Problem description: Extract exactly those lines that lie between the start of the material and the line with "fn mask(key: &str)", including both boundary lines and no others.

Records shown:
-*-*-
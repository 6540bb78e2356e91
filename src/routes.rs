use axum::{middleware, routing::get, Json, Router};
use serde::Serialize;
use tower_http::trace::TraceLayer;

use crate::auth::{self, ApiKey, API_KEY_SCHEME};
use crate::error::AppError;

const PREVIEW_CHARS: usize = 4;

// ──────────────────────────────────────────────
// Response types
// ──────────────────────────────────────────────

#[derive(Serialize)]
pub struct CredentialResponse {
    pub scheme: &'static str,
    pub length: usize,
    pub preview: String,
}

// ──────────────────────────────────────────────
// Handlers
// ──────────────────────────────────────────────

pub async fn health() -> &'static str {
    "ok"
}

/// Describes the key the caller authenticated with, without echoing it back.
pub async fn describe_credential(ApiKey(key): ApiKey) -> Json<CredentialResponse> {
    Json(CredentialResponse {
        scheme: API_KEY_SCHEME,
        length: key.chars().count(),
        preview: mask(&key),
    })
}

pub async fn not_found() -> AppError {
    AppError::NotFound
}

fn mask(key: &str) -> String {
    if key.chars().count() <= PREVIEW_CHARS {
        return "…".to_string();
    }
    let head: String = key.chars().take(PREVIEW_CHARS).collect();
    format!("{head}…")
}

pub fn router() -> Router {
    // Public API routes (no auth required)
    let public_api = Router::new().route("/api/health", get(health));

    // Protected API routes (auth required)
    let protected_api = Router::new()
        .route("/api/credential", get(describe_credential))
        .route_layer(middleware::from_fn(auth::require_api_key));

    Router::new()
        .merge(public_api)
        .merge(protected_api)
        .fallback(not_found)
        .layer(TraceLayer::new_for_http())
}
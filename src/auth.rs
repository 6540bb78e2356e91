use axum::{
    extract::{FromRequestParts, Request},
    http::{header, request::Parts, HeaderMap},
    middleware::Next,
    response::Response,
};
use std::fmt;
use thiserror::Error;

use crate::error::AppError;

/// Scheme token expected in front of the key. Matched case-sensitively.
pub const API_KEY_SCHEME: &str = "ApiKey";

/// Reasons an `Authorization` header did not yield an API key.
#[derive(Error, Debug, Clone, Copy, PartialEq, Eq)]
pub enum AuthError {
    #[error("no authorization header included")]
    NoAuthHeader,

    #[error("malformed authorization header")]
    MalformedHeader,
}

/// Pulls the key out of an `Authorization: ApiKey <key>` header.
///
/// Only the first `Authorization` value is read. The header is split on its
/// first space and everything after it is returned untouched, so
/// `ApiKey  abc` yields `" abc"` and `ApiKey ` yields an empty key.
pub fn get_api_key(headers: &HeaderMap) -> Result<String, AuthError> {
    let value = match headers.get(header::AUTHORIZATION) {
        Some(value) if !value.is_empty() => value,
        _ => return Err(AuthError::NoAuthHeader),
    };

    let value = std::str::from_utf8(value.as_bytes()).map_err(|_| AuthError::MalformedHeader)?;

    match value.split_once(' ') {
        Some((scheme, key)) if scheme == API_KEY_SCHEME => Ok(key.to_string()),
        _ => Err(AuthError::MalformedHeader),
    }
}

/// API key supplied by the caller.
///
/// Usable as a handler argument. Behind [`require_api_key`] it is taken from
/// the request extensions, otherwise it is parsed from the headers directly.
#[derive(Clone, PartialEq, Eq)]
pub struct ApiKey(pub String);

impl fmt::Debug for ApiKey {
    fn fmt(&self, f: &mut fmt::Formatter<'_>) -> fmt::Result {
        f.debug_tuple("ApiKey").field(&"<redacted>").finish()
    }
}

impl<S> FromRequestParts<S> for ApiKey
where
    S: Send + Sync,
{
    type Rejection = AppError;

    async fn from_request_parts(parts: &mut Parts, _state: &S) -> Result<Self, Self::Rejection> {
        if let Some(key) = parts.extensions.get::<ApiKey>() {
            return Ok(key.clone());
        }

        Ok(ApiKey(get_api_key(&parts.headers)?))
    }
}

/// Middleware that rejects requests without a well-formed
/// `Authorization: ApiKey <key>` header and hands the key on to the handler.
pub async fn require_api_key(mut request: Request, next: Next) -> Result<Response, AppError> {
    let key = match get_api_key(request.headers()) {
        Ok(key) => key,
        Err(e) => {
            tracing::warn!(reason = %e, "Rejected request without usable API key");
            return Err(e.into());
        }
    };

    tracing::debug!(key_len = key.chars().count(), "API key extracted");

    request.extensions_mut().insert(ApiKey(key));
    Ok(next.run(request).await)
}
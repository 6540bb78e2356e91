use serde::Serialize;
use thiserror::Error;

use crate::auth::AuthError;

#[derive(Error, Debug)]
pub enum AppError {
    #[error("{0}")]
    Unauthorized(#[from] AuthError),

    #[error("Not found")]
    NotFound,
}

#[derive(Serialize)]
struct ErrorResponse {
    error: String,
}

impl axum::response::IntoResponse for AppError {
    fn into_response(self) -> axum::response::Response {
        use axum::http::StatusCode;

        let status = match &self {
            AppError::Unauthorized(_) => StatusCode::UNAUTHORIZED,
            AppError::NotFound => StatusCode::NOT_FOUND,
        };

        let body = axum::Json(ErrorResponse {
            error: self.to_string(),
        });
        (status, body).into_response()
    }
}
-*-*-
Exercise solution:
repository 6540bb78e2356e91
filename src/routes.rs
use axum::{middleware, routing::get, Json, Router};
use serde::Serialize;
use tower_http::trace::TraceLayer;

use crate::auth::{self, ApiKey, API_KEY_SCHEME};
use crate::error::AppError;

const PREVIEW_CHARS: usize = 4;

// ──────────────────────────────────────────────
// Response types
// ──────────────────────────────────────────────

#[derive(Serialize)]
pub struct CredentialResponse {
    pub scheme: &'static str,
    pub length: usize,
    pub preview: String,
}

// ──────────────────────────────────────────────
// Handlers
// ──────────────────────────────────────────────

pub async fn health() -> &'static str {
    "ok"
}

/// Describes the key the caller authenticated with, without echoing it back.
pub async fn describe_credential(ApiKey(key): ApiKey) -> Json<CredentialResponse> {
    Json(CredentialResponse {
        scheme: API_KEY_SCHEME,
        length: key.chars().count(),
        preview: mask(&key),
    })
}

pub async fn not_found() -> AppError {
    AppError::NotFound
}

fn mask(key: &str) -> String {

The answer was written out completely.